TASK = With nothing added and nothing dropped, write out all of the entries below.

RECORDED INFORMATION =

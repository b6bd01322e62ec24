//! Media classification from file metadata.
//!
//! Kinds are derived from names and declared content types only; file contents
//! are never inspected.

use serde::{Deserialize, Serialize};

/// Extensions (lowercase, without the dot) that classify a listed object as video.
pub const VIDEO_EXTENSIONS: [&str; 4] = ["mp4", "webm", "ogg", "mov"];

/// Kind of media shown in the gallery.
#[derive(
    Debug,
    Clone,
    Copy,
    PartialEq,
    Eq,
    PartialOrd,
    Ord,
    Hash,
    Serialize,
    Deserialize,
    derive_more::Display,
)]
#[serde(rename_all = "lowercase")]
pub enum MediaKind {
    /// Still or animated image (PNG, JPEG, GIF, WebP, ...)
    #[display("image")]
    Image,
    /// Video clip (MP4, WebM, Ogg, QuickTime)
    #[display("video")]
    Video,
}

impl MediaKind {
    /// Classify a stored object by the extension of its name.
    ///
    /// Anything that is not a known video extension is an image, including
    /// names without any extension.
    ///
    /// # Examples
    ///
    /// ```
    /// use memelyco_core::MediaKind;
    ///
    /// assert_eq!(MediaKind::from_file_name("dance.MP4"), MediaKind::Video);
    /// assert_eq!(MediaKind::from_file_name("cat.png"), MediaKind::Image);
    /// assert_eq!(MediaKind::from_file_name("README"), MediaKind::Image);
    /// ```
    pub fn from_file_name(name: &str) -> Self {
        match file_extension(name) {
            Some(ext)
                if VIDEO_EXTENSIONS
                    .iter()
                    .any(|video| ext.eq_ignore_ascii_case(video)) =>
            {
                MediaKind::Video
            }
            _ => MediaKind::Image,
        }
    }

    /// Classify a local file by its declared content type.
    ///
    /// Returns `None` for anything that is neither `image/*` nor `video/*`.
    ///
    /// # Examples
    ///
    /// ```
    /// use memelyco_core::MediaKind;
    ///
    /// assert_eq!(MediaKind::from_content_type("video/webm"), Some(MediaKind::Video));
    /// assert_eq!(MediaKind::from_content_type("application/pdf"), None);
    /// ```
    pub fn from_content_type(content_type: &str) -> Option<Self> {
        if content_type.starts_with("image/") {
            Some(MediaKind::Image)
        } else if content_type.starts_with("video/") {
            Some(MediaKind::Video)
        } else {
            None
        }
    }
}

impl std::str::FromStr for MediaKind {
    type Err = String;

    fn from_str(s: &str) -> Result<Self, Self::Err> {
        match s {
            "image" => Ok(MediaKind::Image),
            "video" => Ok(MediaKind::Video),
            _ => Err(format!("Unknown media kind: {}", s)),
        }
    }
}

/// Text after the last `.` of a file name.
///
/// Returns `None` when the name has no dot or ends with one.
///
/// # Examples
///
/// ```
/// use memelyco_core::file_extension;
///
/// assert_eq!(file_extension("archive.tar.gz"), Some("gz"));
/// assert_eq!(file_extension("noextension"), None);
/// assert_eq!(file_extension("trailing."), None);
/// ```
pub fn file_extension(name: &str) -> Option<&str> {
    match name.rsplit_once('.') {
        Some((_, ext)) if !ext.is_empty() => Some(ext),
        _ => None,
    }
}

/// Content type declared for a file picked from disk, inferred from its extension.
///
/// Only covers the formats the gallery can show plus a few common
/// non-media types, so that those are rejected with a meaningful type.
pub fn guess_content_type(name: &str) -> Option<&'static str> {
    let extension = file_extension(name)?.to_lowercase();

    Some(match extension.as_str() {
        "png" => "image/png",
        "jpg" | "jpeg" => "image/jpeg",
        "gif" => "image/gif",
        "webp" => "image/webp",
        "avif" => "image/avif",
        "bmp" => "image/bmp",
        "svg" => "image/svg+xml",
        "mp4" => "video/mp4",
        "webm" => "video/webm",
        "ogg" => "video/ogg",
        "mov" => "video/quicktime",
        "mp3" => "audio/mpeg",
        "wav" => "audio/wav",
        "pdf" => "application/pdf",
        "txt" => "text/plain",
        "md" => "text/markdown",
        "json" => "application/json",
        _ => return None,
    })
}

ANSWER TO THIS PROBLEM =
repository b6bd01322e62ec24
//! Media classification from file metadata.
//!
//! Kinds are derived from names and declared content types only; file contents
//! are never inspected.

use serde::{Deserialize, Serialize};

/// Extensions (lowercase, without the dot) that classify a listed object as video.
pub const VIDEO_EXTENSIONS: [&str; 4] = ["mp4", "webm", "ogg", "mov"];

/// Kind of media shown in the gallery.
#[derive(
    Debug,
    Clone,
    Copy,
    PartialEq,
    Eq,
    PartialOrd,
    Ord,
    Hash,
    Serialize,
    Deserialize,
    derive_more::Display,
)]
#[serde(rename_all = "lowercase")]
pub enum MediaKind {
    /// Still or animated image (PNG, JPEG, GIF, WebP, ...)
    #[display("image")]
    Image,
    /// Video clip (MP4, WebM, Ogg, QuickTime)
    #[display("video")]
    Video,
}

impl MediaKind {
    /// Classify a stored object by the extension of its name.
    ///
    /// Anything that is not a known video extension is an image, including
    /// names without any extension.
    ///
    /// # Examples
    ///
    /// ```
    /// use memelyco_core::MediaKind;
    ///
    /// assert_eq!(MediaKind::from_file_name("dance.MP4"), MediaKind::Video);
    /// assert_eq!(MediaKind::from_file_name("cat.png"), MediaKind::Image);
    /// assert_eq!(MediaKind::from_file_name("README"), MediaKind::Image);
    /// ```
    pub fn from_file_name(name: &str) -> Self {
        match file_extension(name) {
            Some(ext)
                if VIDEO_EXTENSIONS
                    .iter()
                    .any(|video| ext.eq_ignore_ascii_case(video)) =>
            {
                MediaKind::Video
            }
            _ => MediaKind::Image,
        }
    }

    /// Classify a local file by its declared content type.
    ///
    /// Returns `None` for anything that is neither `image/*` nor `video/*`.
    ///
    /// # Examples
    ///
    /// ```
    /// use memelyco_core::MediaKind;
    ///
    /// assert_eq!(MediaKind::from_content_type("video/webm"), Some(MediaKind::Video));
    /// assert_eq!(MediaKind::from_content_type("application/pdf"), None);
    /// ```
    pub fn from_content_type(content_type: &str) -> Option<Self> {
        if content_type.starts_with("image/") {
            Some(MediaKind::Image)
        } else if content_type.starts_with("video/") {
            Some(MediaKind::Video)
        } else {
            None
        }
    }
}

impl std::str::FromStr for MediaKind {
    type Err = String;

    fn from_str(s: &str) -> Result<Self, Self::Err> {
        match s {
            "image" => Ok(MediaKind::Image),
            "video" => Ok(MediaKind::Video),
            _ => Err(format!("Unknown media kind: {}", s)),
        }
    }
}

/// Text after the last `.` of a file name.
///
/// Returns `None` when the name has no dot or ends with one.
///
/// # Examples
///
/// ```
/// use memelyco_core::file_extension;
///
/// assert_eq!(file_extension("archive.tar.gz"), Some("gz"));
/// assert_eq!(file_extension("noextension"), None);
/// assert_eq!(file_extension("trailing."), None);
/// ```
pub fn file_extension(name: &str) -> Option<&str> {
    match name.rsplit_once('.') {
        Some((_, ext)) if !ext.is_empty() => Some(ext),
        _ => None,
    }
}

/// Content type declared for a file picked from disk, inferred from its extension.
///
/// Only covers the formats the gallery can show plus a few common
/// non-media types, so that those are rejected with a meaningful type.
pub fn guess_content_type(name: &str) -> Option<&'static str> {
    let extension = file_extension(name)?.to_lowercase();

    Some(match extension.as_str() {
        "png" => "image/png",
        "jpg" | "jpeg" => "image/jpeg",
        "gif" => "image/gif",
        "webp" => "image/webp",
        "avif" => "image/avif",
        "bmp" => "image/bmp",
        "svg" => "image/svg+xml",
        "mp4" => "video/mp4",
        "webm" => "video/webm",
        "ogg" => "video/ogg",
        "mov" => "video/quicktime",
        "mp3" => "audio/mpeg",
        "wav" => "audio/wav",
        "pdf" => "application/pdf",
        "txt" => "text/plain",
        "md" => "text/markdown",
        "json" => "application/json",
        _ => return None,
    })
}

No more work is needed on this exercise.